Comme à leur habitude, les démolisseurs ont appelé les pouvoirs publics à lutter contre la filière illégale de traitement des épaves. Mais en outre, selon le CNPA, "ces professionnels sont également en attente de la publication du décret sur la sortie du statut de déchet, qui permettra aux acteurs de travailler plus aisément à l'export". Une sortie du statut de déchet "qui concerne aussi les collecteurs de pneus usagés" note le syndicat professionnel.

Selon des données divulguées par l'Ademe, les démolisseurs ont démonté 9 millions de pièces en 2017, soit une augmentation de 5,8% par rapport à 2016. Mais officiellement, toutes ces pièces sont des déchets qui n'ont pas le droit de quitter le territoire français. Un déchet est en effet interdit d'exportation.

Mais la législation est en train d'évoluer ces derniers temps... Le 22 octobre dernier est sorti un décret visant à supprimer la commission consultative sur le statut de déchet : "L'objectif de cette suppression est une simplification administrative de la procédure de sortie du statut de déchet" notent à ce propos les sénateurs Olivier Cadic et Marta de Cidrac, auteurs d'un rapport autour du projet de loi "portant suppression de sur-transpositions de directives européennes en droit français".

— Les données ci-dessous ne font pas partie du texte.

/// Scheduled refresh of one remote resource
use crate::errors::UpdateFailed;
use async_trait::async_trait;
use chrono::{DateTime, Utc};
use serde::Serialize;
use std::sync::Arc;
use std::time::Duration;
use tokio::sync::{watch, Mutex};
use tokio::task::JoinHandle;
use tracing::{debug, info, warn};

/// Something a coordinator can fetch
#[async_trait]
pub trait RefreshSource: Send + Sync + 'static {
    type Output: Send + Sync + 'static;

    async fn fetch(&self) -> Result<Self::Output, UpdateFailed>;
}

/// Outcome of the most recent refresh attempt
#[derive(Debug, Clone, Default, Serialize)]
pub struct RefreshStatus {
    pub last_update_success: bool,
    pub last_error: Option<String>,
    pub last_success_at: Option<DateTime<Utc>>,
}

/// Owns the latest successfully fetched snapshot. Refreshes on one
/// coordinator run strictly one after another; separate coordinators are
/// independent tasks with their own timers.
pub struct Coordinator<S: RefreshSource> {
    name: String,
    interval: Duration,
    source: S,
    data: watch::Sender<Option<Arc<S::Output>>>,
    status: std::sync::RwLock<RefreshStatus>,
    in_flight: Mutex<()>,
}

impl<S: RefreshSource> Coordinator<S> {
    pub fn new(name: impl Into<String>, interval: Duration, source: S) -> Arc<Self> {
        let (data, _) = watch::channel(None);
        Arc::new(Self {
            name: name.into(),
            interval,
            source,
            data,
            status: std::sync::RwLock::new(RefreshStatus::default()),
            in_flight: Mutex::new(()),
        })
    }

    pub fn name(&self) -> &str {
        &self.name
    }

    pub fn interval(&self) -> Duration {
        self.interval
    }

    /// Latest successful snapshot, if any refresh has succeeded yet
    pub fn data(&self) -> Option<Arc<S::Output>> {
        self.data.borrow().clone()
    }

    pub fn status(&self) -> RefreshStatus {
        self.status
            .read()
            .map(|s| s.clone())
            .unwrap_or_default()
    }

    /// Run one refresh. On failure the previous snapshot stays in place.
    pub async fn refresh(&self) -> Result<(), UpdateFailed> {
        let _guard = self.in_flight.lock().await;
        let result = self.source.fetch().await;

        let mut status = RefreshStatus {
            last_success_at: self.status().last_success_at,
            ..RefreshStatus::default()
        };
        let outcome = match result {
            Ok(value) => {
                self.data.send_replace(Some(Arc::new(value)));
                status.last_update_success = true;
                status.last_success_at = Some(Utc::now());
                debug!("{}: refresh succeeded", self.name);
                Ok(())
            }
            Err(e) => {
                status.last_error = Some(e.to_string());
                Err(e)
            }
        };
        if let Ok(mut slot) = self.status.write() {
            *slot = status;
        }
        outcome
    }

    /// First refresh during setup; its failure makes the instance not ready
    pub async fn first_refresh(&self) -> Result<(), UpdateFailed> {
        self.refresh().await.map_err(|e| {
            warn!("{}: first refresh failed: {}", self.name, e);
            e
        })
    }

    /// Start the periodic refresh loop
    pub fn spawn(self: &Arc<Self>) -> JoinHandle<()> {
        let coordinator = Arc::clone(self);
        tokio::spawn(async move {
            info!(
                "Starting {} refresh task (interval: {}s)",
                coordinator.name,
                coordinator.interval.as_secs()
            );
            loop {
                tokio::time::sleep(coordinator.interval).await;
                if let Err(e) = coordinator.refresh().await {
                    warn!("{} refresh error: {}", coordinator.name, e);
                }
            }
        })
    }
}
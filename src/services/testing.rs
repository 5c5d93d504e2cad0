/// In-memory logbook used by unit tests
use crate::clients::{LogbookConnector, LogbookSession};
use crate::domain::{Credentials, EntryData, TrackedAircraft};
use crate::errors::{ClientError, ClientResult};
use async_trait::async_trait;
use serde_json::{json, Value};
use std::collections::HashMap;
use std::sync::{Arc, Mutex};

#[derive(Default)]
struct FakeState {
    objects: Value,
    bookings: HashMap<String, Value>,
    token: Option<String>,
    failure: Option<String>,
    opened: Vec<Credentials>,
    closed: usize,
    bookings_requested: Vec<String>,
}

pub struct FakeLogbook {
    state: Arc<Mutex<FakeState>>,
}

impl FakeLogbook {
    pub fn new(objects: Value) -> Arc<Self> {
        Arc::new(Self {
            state: Arc::new(Mutex::new(FakeState {
                objects,
                token: Some("fake_token".to_string()),
                ..FakeState::default()
            })),
        })
    }

    pub fn with_two_planes() -> Arc<Self> {
        Self::new(json!({"Object": [
            {"ID": "1", "regnr": "SE-ABC", "model": "Cessna 172"},
            {"ID": "2", "regnr": "SE-DEF", "model": "Piper PA-28"}
        ]}))
    }

    pub fn set_token(&self, token: Option<&str>) {
        self.state.lock().unwrap().token = token.map(str::to_string);
    }

    pub fn set_bookings(&self, aircraft_id: &str, bookings: Value) {
        self.state
            .lock()
            .unwrap()
            .bookings
            .insert(aircraft_id.to_string(), bookings);
    }

    /// Make every remote call fail with this message
    pub fn fail_with(&self, message: &str) {
        self.state.lock().unwrap().failure = Some(message.to_string());
    }

    pub fn recover(&self) {
        self.state.lock().unwrap().failure = None;
    }

    pub fn closed(&self) -> usize {
        self.state.lock().unwrap().closed
    }

    pub fn opened(&self) -> Vec<Credentials> {
        self.state.lock().unwrap().opened.clone()
    }

    pub fn bookings_requested(&self) -> Vec<String> {
        self.state.lock().unwrap().bookings_requested.clone()
    }
}

fn check(state: &Mutex<FakeState>) -> ClientResult<()> {
    match &state.lock().unwrap().failure {
        Some(message) => Err(ClientError::Api(message.clone())),
        None => Ok(()),
    }
}

#[async_trait]
impl LogbookConnector for FakeLogbook {
    async fn open(&self, credentials: &Credentials) -> ClientResult<Box<dyn LogbookSession>> {
        self.state.lock().unwrap().opened.push(credentials.clone());
        Ok(Box::new(FakeSession {
            state: Arc::clone(&self.state),
        }))
    }
}

struct FakeSession {
    state: Arc<Mutex<FakeState>>,
}

#[async_trait]
impl LogbookSession for FakeSession {
    async fn obtain_app_token(&mut self, _app_secret: &str) -> ClientResult<Option<String>> {
        check(&self.state)?;
        Ok(self.state.lock().unwrap().token.clone())
    }

    async fn get_objects(&self) -> ClientResult<Value> {
        check(&self.state)?;
        Ok(self.state.lock().unwrap().objects.clone())
    }

    async fn get_bookings(&self, aircraft_id: &str) -> ClientResult<Value> {
        check(&self.state)?;
        let mut state = self.state.lock().unwrap();
        state.bookings_requested.push(aircraft_id.to_string());
        Ok(state
            .bookings
            .get(aircraft_id)
            .cloned()
            .unwrap_or_else(|| json!({"Booking": []})))
    }

    async fn close(self: Box<Self>) {
        self.state.lock().unwrap().closed += 1;
    }
}

/// Stored entry tracking the given aircraft ids (1 → SE-ABC, 2 → SE-DEF)
pub fn entry(ids: &[&str]) -> EntryData {
    let airplanes = ids
        .iter()
        .map(|id| match *id {
            "1" => TrackedAircraft {
                id: "1".to_string(),
                regnr: "SE-ABC".to_string(),
                title: "SE-ABC (Cessna 172)".to_string(),
            },
            "2" => TrackedAircraft {
                id: "2".to_string(),
                regnr: "SE-DEF".to_string(),
                title: "SE-DEF (Piper PA-28)".to_string(),
            },
            other => TrackedAircraft {
                id: other.to_string(),
                regnr: format!("SE-X{}", other),
                title: format!("SE-X{} (Unknown)", other),
            },
        })
        .collect();
    EntryData {
        username: "test_user".to_string(),
        password: "test_password".to_string(),
        app_token: "fake_token".to_string(),
        airplanes,
    }
}
//! Talking to LIFX devices on the local network.
//!
//! This is the "just works" layer on top of the frame codec: broadcast
//! discovery, a client that addresses one light, and a simulated light that
//! answers the same requests a real bulb would.

pub mod client;
pub mod config;
pub mod device;
pub mod discovery;
pub mod error;
pub mod responder;

#[cfg(test)]
pub(crate) mod testing;

pub use client::LightClient;
pub use config::LanConfig;
pub use device::{format_target, parse_target, Device};
pub use discovery::discover;
pub use error::{DeviceError, Result};
pub use responder::{serve, SimulatedLight};
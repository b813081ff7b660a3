mod cmd;
mod exit;
mod logging;
mod output;

use clap::Parser;

use crate::cmd::Command;
use crate::logging::{init_logging, LogFormat, LogLevel};
use crate::output::OutputFormat;

#[derive(Parser, Debug)]
#[command(
    name = "lifxlan",
    version,
    about = "Discover and drive LIFX lights over the LAN protocol (1024, UDP 56700)",
    long_about = "Discover and drive LIFX lights over the LAN protocol.\n\n\
        Speaks protocol 1024 over UDP, port 56700 unless --port or LIFXLAN_PORT says \
        otherwise. `light` runs a simulated bulb for testing clients."
)]
struct Cli {
    /// Output format.
    #[arg(long, value_name = "FORMAT", global = true)]
    format: Option<OutputFormat>,

    /// Log output format (stderr).
    #[arg(long, value_name = "FORMAT", default_value = "text", global = true)]
    log_format: LogFormat,

    /// Minimum log level (stderr).
    #[arg(long, value_name = "LEVEL", default_value = "info", global = true)]
    log_level: LogLevel,

    #[command(subcommand)]
    command: Command,
}

fn main() {
    let cli = Cli::parse();
    init_logging(cli.log_format, cli.log_level);

    let format = cli.format.unwrap_or_else(OutputFormat::default_for_stdout);
    match cmd::run(cli.command, format) {
        Ok(code) => std::process::exit(code),
        Err(err) => {
            eprintln!("error: {err}");
            std::process::exit(err.code);
        }
    }
}
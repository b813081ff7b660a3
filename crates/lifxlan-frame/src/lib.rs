//! Byte-exact codec for the LIFX LAN wire protocol.
//!
//! This is the core of lifxlan. Every frame on the wire is:
//! - A fixed 36-byte header (size, protocol word with packed flags, source,
//!   target, ack/response flag byte, sequence, message type)
//! - A payload whose layout is selected solely by the header's message type
//!
//! All multi-byte fields are little-endian. Encoding writes into a
//! caller-supplied buffer and never allocates; decoding never panics on
//! malformed input.

pub mod codec;
pub mod cursor;
pub mod error;
pub mod header;
pub mod message;
pub mod payload;
pub mod socket;
pub mod text;

pub use bytes::Bytes;
pub use codec::{decode_frame, encode_frame, encode_frame_to_bytes, Frame};
pub use cursor::{ReadCursor, WriteCursor};
pub use error::{FrameError, Result};
pub use header::{decode_header, encode_header, Header, PROTOCOL};
pub use message::{MessageType, DEFAULT_PORT, FRAME_SIZE_MAX, HEADER_SIZE};
pub use payload::{
    decode_payload, encode_payload, EchoRequest, EchoText, Label, Payload, Service, SetColor,
    SetPower, StateService, ECHO_LEN, LABEL_LEN,
};
pub use socket::FrameSocket;
pub use text::Text;
use std::net::{Ipv4Addr, SocketAddr};
use std::time::Duration;

use lifxlan_frame::DEFAULT_PORT;

/// Default client correlation id. Nonzero so devices unicast their replies.
pub const DEFAULT_SOURCE: u32 = 1234;

/// Default discovery listening window.
pub const DEFAULT_DISCOVERY_TIMEOUT: Duration = Duration::from_millis(500);

/// Default wait for an acknowledgement or state reply.
pub const DEFAULT_RESPONSE_TIMEOUT: Duration = Duration::from_secs(1);

/// Network settings shared by discovery and the light client.
#[derive(Debug, Clone, PartialEq, Eq)]
pub struct LanConfig {
    /// Device UDP port.
    pub port: u16,
    /// Destination for tagged discovery frames.
    pub broadcast: Ipv4Addr,
    /// Correlation id stamped on every outgoing frame.
    pub source: u32,
    /// How long discovery collects StateService replies.
    pub discovery_timeout: Duration,
    /// How long the client waits for a correlated reply.
    pub response_timeout: Duration,
}

impl Default for LanConfig {
    fn default() -> Self {
        Self {
            port: DEFAULT_PORT,
            broadcast: Ipv4Addr::BROADCAST,
            source: DEFAULT_SOURCE,
            discovery_timeout: DEFAULT_DISCOVERY_TIMEOUT,
            response_timeout: DEFAULT_RESPONSE_TIMEOUT,
        }
    }
}

impl LanConfig {
    /// Broadcast destination for discovery.
    pub fn broadcast_addr(&self) -> SocketAddr {
        SocketAddr::from((self.broadcast, self.port))
    }
}
use std::net::SocketAddr;
use std::time::Duration;

use bytes::BytesMut;
use lifxlan_transport::{Datagram, TransportError};
use tracing::debug;

use crate::codec::{decode_frame, encode_frame, Frame};
use crate::error::{FrameError, Result};
use crate::message::FRAME_SIZE_MAX;

/// Sends and receives whole frames over a datagram endpoint.
///
/// One frame per datagram. The receive buffer is reused across calls; each
/// decode sees exactly the received length.
pub struct FrameSocket<D> {
    inner: D,
    buf: BytesMut,
}

impl<D: Datagram> FrameSocket<D> {
    pub fn new(inner: D) -> Self {
        Self {
            inner,
            buf: BytesMut::zeroed(FRAME_SIZE_MAX),
        }
    }

    /// Encode `frame` and send it as one datagram to `addr`.
    pub fn send_to(&mut self, frame: &Frame, addr: SocketAddr) -> Result<usize> {
        let len = encode_frame(frame, &mut self.buf)?;
        let sent = self
            .inner
            .send_to(&self.buf[..len], addr)
            .map_err(transport_to_frame_error)?;
        debug!(
            %addr,
            message_type = frame.header.message_type,
            source = frame.header.source,
            sequence = frame.header.sequence,
            bytes = sent,
            "sent frame"
        );
        Ok(sent)
    }

    /// Receive one datagram and decode it.
    ///
    /// A read timeout surfaces as an error for which
    /// [`FrameError::is_timeout`] is true.
    pub fn recv_from(&mut self) -> Result<(Frame, SocketAddr)> {
        let (len, addr) = self
            .inner
            .recv_from(&mut self.buf)
            .map_err(transport_to_frame_error)?;
        let frame = decode_frame(&self.buf[..len])?;
        debug!(
            %addr,
            message_type = frame.header.message_type,
            source = frame.header.source,
            sequence = frame.header.sequence,
            bytes = len,
            "received frame"
        );
        Ok((frame, addr))
    }

    /// Set the receive timeout on the underlying endpoint.
    pub fn set_read_timeout(&self, timeout: Option<Duration>) -> Result<()> {
        self.inner
            .set_read_timeout(timeout)
            .map_err(transport_to_frame_error)
    }

    pub fn local_addr(&self) -> Result<SocketAddr> {
        self.inner.local_addr().map_err(transport_to_frame_error)
    }

    /// Borrow the underlying endpoint.
    pub fn get_ref(&self) -> &D {
        &self.inner
    }
}

fn transport_to_frame_error(err: TransportError) -> FrameError {
    match err {
        TransportError::Io(io) => FrameError::Io(io),
        TransportError::Bind { source, .. } | TransportError::Configure { source, .. } => {
            FrameError::Io(source)
        }
    }
}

C'est précisément ce projet de loi en cours de discussion qui devrait enfin apporter aux démolisseurs ce qu'ils réclament depuis des années. L'article 15, avant correction par le Sénat, indiquait en substance que "pour cesser d'être un déchet, le déchet devra désormais remplir une condition principale : avoir subi une opération de valorisation, notamment de recyclage ou de préparation en vue de la réutilisation. Cette opération pourra avoir été réalisée dans n'importe quel établissement spécialisé dans la gestion de déchets, et non plus seulement dans un établissement enregistré".
Le Sénat a toutefois choisi de revoir légèrement l'article : "Pour certaines catégories de déchets non dangereux, la procédure de sortie du statut de déchet peut, dans certaines conditions fixées par décret, être mise en oeuvre en dehors des installations mentionnées..."
Les démolisseurs automobiles, une fois ce projet de loi validé par le Parlement, bénéficieront sans doute d'un décret en leur faveur qui leur permettra d'exporter moteurs, boites de vitesses, pneus, etc.